When he realized that his refusal to lose weight had become his only weapon against the outside world, he finally let go.
After that psychotherapy, one year later, he successfully lost 20 pounds.
And I finally understand why I lost double digits when I graduated from college, because contrary to his situation, the less my parents wanted me to lose weight, the less I would show it to you, which became a way for me to resist authority at that time.
The third truth of losing weight: Who are you losing weight for?
D always looks disdainful every time he sees a successful case of losing weight.
I know, in fact, D has unspeakable difficulties in his heart.
She has a higher vocational education, which is quite different from her husband with a postgraduate degree. According to her, her husband married her because his first love failed on impulse. So after marriage, she always felt that she was the one who was rejected. My husband can't do anything, and my mother-in-law is suspicious, so she has to face the most realistic problem of losing weight after giving birth to nearly 200 pounds!
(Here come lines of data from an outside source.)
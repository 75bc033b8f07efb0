//! 자동 손절/익절 모니터.
//!
//! `market_data_received`와 `position_updated`를 구독해 보유 포지션마다
//! 다음을 평가합니다:
//! - *고정*: 손절 `entry·(1−stop_pct)`, 익절 `entry·(1+take_pct)`
//! - *트레일링*: 진입 후 최고가에서 오프셋만큼 하락 시 손절
//! - *본전*: 수익이 임계 이상이면 손절선을 진입가로 상향
//!
//! 발동 시 보유 수량 전량의 시장가 매도 신호를
//! `source=risk.stop_loss`로 발행합니다. 이 신호도 다른 신호처럼
//! 동기 리스크 체크를 거칩니다.

use kquant_core::{Position, Price, SignalAction, Symbol, TradingSignal};
use rust_decimal::Decimal;
use serde::{Deserialize, Serialize};
use std::collections::HashMap;
use tracing::info;

/// 손절/익절 설정.
#[derive(Debug, Clone, Serialize, Deserialize)]
pub struct StopLossConfig {
    /// 고정 손절 비율
    pub stop_pct: Decimal,
    /// 고정 익절 비율
    pub take_pct: Decimal,
    /// 트레일링 오프셋 비율
    pub trailing_offset_pct: Decimal,
    /// 트레일링 활성화
    pub enable_trailing: bool,
    /// 본전 스탑 전환 수익 임계 비율
    pub break_even_threshold_pct: Decimal,
    /// 본전 스탑 활성화
    pub enable_break_even: bool,
}

impl Default for StopLossConfig {
    fn default() -> Self {
        Self {
            stop_pct: Decimal::new(3, 2),            // 3%
            take_pct: Decimal::new(5, 2),            // 5%
            trailing_offset_pct: Decimal::new(2, 2), // 2%
            enable_trailing: true,
            break_even_threshold_pct: Decimal::new(2, 2),
            enable_break_even: true,
        }
    }
}

#[derive(Debug, Clone, Default)]
struct StopState {
    /// 본전 스탑으로 전환됨
    break_even_armed: bool,
}

/// 자동 손절/익절 모니터.
pub struct StopLossMonitor {
    config: StopLossConfig,
    states: HashMap<Symbol, StopState>,
}

impl StopLossMonitor {
    /// 새 모니터를 생성합니다.
    pub fn new(config: StopLossConfig) -> Self {
        Self {
            config,
            states: HashMap::new(),
        }
    }

    /// 포지션 청산(수량 0) 시 상태를 정리합니다.
    pub fn on_position_closed(&mut self, symbol: &Symbol) {
        self.states.remove(symbol);
    }

    /// 새 시세로 포지션을 평가하고, 발동 시 청산 신호를 반환합니다.
    pub fn evaluate(&mut self, position: &Position, mark: Price) -> Option<TradingSignal> {
        if !position.is_open() || position.avg_cost.is_zero() {
            return None;
        }

        let entry = position.avg_cost;
        let state = self.states.entry(position.symbol.clone()).or_default();

        // 본전 스탑 전환
        if self.config.enable_break_even && !state.break_even_armed {
            let threshold = entry * (Decimal::ONE + self.config.break_even_threshold_pct);
            if mark >= threshold {
                state.break_even_armed = true;
                info!(symbol = %position.symbol, entry = %entry, "Break-even stop armed");
            }
        }

        // 유효 손절가: 고정/트레일링/본전 중 가장 높은 것
        let mut stop_price = entry * (Decimal::ONE - self.config.stop_pct);
        if self.config.enable_trailing {
            let trailing =
                position.high_watermark * (Decimal::ONE - self.config.trailing_offset_pct);
            stop_price = stop_price.max(trailing);
        }
        let break_even_armed = state.break_even_armed;
        if break_even_armed {
            stop_price = stop_price.max(entry);
        }

        let take_price = entry * (Decimal::ONE + self.config.take_pct);

        if mark <= stop_price {
            let reason = if break_even_armed && stop_price == entry {
                format!("break-even stop at {} (entry {})", stop_price, entry)
            } else {
                format!("stop loss at {} (entry {})", stop_price, entry)
            };
            return Some(self.liquidation_signal(position, reason));
        }

        if mark >= take_price {
            let reason = format!("take profit at {} (entry {})", take_price, entry);
            return Some(self.liquidation_signal(position, reason));
        }

        None
    }

    fn liquidation_signal(&mut self, position: &Position, reason: String) -> TradingSignal {
        self.states.remove(&position.symbol);
        TradingSignal::new(
            "risk.stop_loss",
            position.symbol.clone(),
            SignalAction::Sell,
            reason,
        )
        .with_confidence(1.0)
        .from_risk_monitor()
        .with_metadata("qty", serde_json::json!(position.qty.to_string()))
    }
}

#[cfg(test)]
mod tests {
    use super::*;
    use kquant_core::SignalOrigin;
    use rust_decimal_macros::dec;

    fn symbol() -> Symbol {
        Symbol::canonicalize("005930").unwrap()
    }

    fn position(entry: Decimal) -> Position {
        let mut p = Position::empty(symbol());
        p.apply_buy(dec!(10), entry, Decimal::ZERO);
        p
    }

    fn monitor() -> StopLossMonitor {
        StopLossMonitor::new(StopLossConfig {
            enable_trailing: false,
            enable_break_even: false,
            ..StopLossConfig::default()
        })
    }

    #[test]
    fn test_fixed_stop_triggers() {
        let mut monitor = monitor();
        let mut p = position(dec!(75000));

        // 손절선 72,750 위에서는 신호 없음
        p.mark(dec!(73000));
        assert!(monitor.evaluate(&p, dec!(73000)).is_none());

        // 손절선 이하 → 리스크 발원 전량 매도 신호
        p.mark(dec!(72750));
        let signal = monitor.evaluate(&p, dec!(72750)).expect("stop signal");
        assert_eq!(signal.action, SignalAction::Sell);
        assert_eq!(signal.origin, SignalOrigin::RiskStopLoss);
        assert_eq!(signal.strategy_name, "risk.stop_loss");
        assert!(signal.is_liquidation());
    }

    #[test]
    fn test_fixed_take_profit_triggers() {
        let mut monitor = monitor();
        let mut p = position(dec!(75000));

        p.mark(dec!(78750)); // +5%
        let signal = monitor.evaluate(&p, dec!(78750)).expect("take profit");
        assert!(signal.reason.contains("take profit"));
    }

    #[test]
    fn test_trailing_stop_follows_high_watermark() {
        let mut monitor = StopLossMonitor::new(StopLossConfig {
            enable_break_even: false,
            ..StopLossConfig::default()
        });
        let mut p = position(dec!(75000));

        // 고점 76,500 형성 (익절선 78,750 미만)
        p.mark(dec!(76500));
        assert!(monitor.evaluate(&p, dec!(76500)).is_none());

        // 고점 대비 2% 하락 74,970 → 트레일링 발동 (고정 손절선 72,750보다 높음)
        p.mark(dec!(74970));
        let signal = monitor.evaluate(&p, dec!(74970)).expect("trailing stop");
        assert!(signal.reason.contains("stop loss"));
    }

    #[test]
    fn test_break_even_stop_moves_to_entry() {
        let mut monitor = StopLossMonitor::new(StopLossConfig {
            enable_trailing: false,
            ..StopLossConfig::default()
        });
        let mut p = position(dec!(75000));

        // +2% 도달 → 본전 스탑 전환
        p.mark(dec!(76500));
        assert!(monitor.evaluate(&p, dec!(76500)).is_none());

        // 진입가까지 되돌림 → 본전 스탑 발동
        p.mark(dec!(75000));
        let signal = monitor.evaluate(&p, dec!(75000)).expect("break-even stop");
        assert!(signal.reason.contains("break-even"));
    }

    #[test]
    fn test_closed_position_ignored() {
        let mut monitor = monitor();
        let mut p = position(dec!(75000));
        p.apply_sell(dec!(10), dec!(70000), Decimal::ZERO);

        assert!(monitor.evaluate(&p, dec!(60000)).is_none());
    }
}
How serious is this problem? She said that since the birth of the child, her husband has been mocking her, meaning that lying on your stomach has become the highest point of your whole body, which has caused this pillow person to have no interest in sex and has not made out with her for a long time.
So D found a cold fact in despair and helplessness, that is, in the environment where her husband doesn't hurt, she doesn't love and her mother-in-law doesn't like it, she can only rely on herself if she wants to reshape herself. Therefore, when the child goes to kindergarten, D decisively reports to the class to recharge.
You can't blame her, because for her, losing weight really only needs one motivation. For any normal person, relationship is the biggest motivation for us to realize ourselves, and the most important relationship is parents, couples and children. And her difficulties are clear at a glance. Her weak emotional foundation, her postpartum husband's dislike and her inferiority have all become stumbling blocks to lose weight. It is really difficult to lose weight successfully in this depression and hopelessness.
Of course, in addition to the three types of people summarized above, there is another type of people who are already very thin, but still feel that they are not thin enough. For example, it is not enough for a person to be obviously thin, and it is not enough for a person to be thin enough to become XS. Most of these people are influenced by the current elitism, and they are held back by the so-called fat people who have no future or even poor weight control, what else can they do, and so on.
Deep down, they will never be satisfied with themselves. They agree with the standards and requirements of society too much to accept and love themselves unconditionally. They are typical perfectionists, demanding themselves in all aspects. In the matter of losing weight, they even associate weight with Excellence, happiness and self-worth. Therefore, such people tend to achieve secular success, but their happiness is surprisingly lacking.
Losing weight is not only weight, but also heart weight. No wonder some people say that everyone who loses weight has an overwhelmed heart.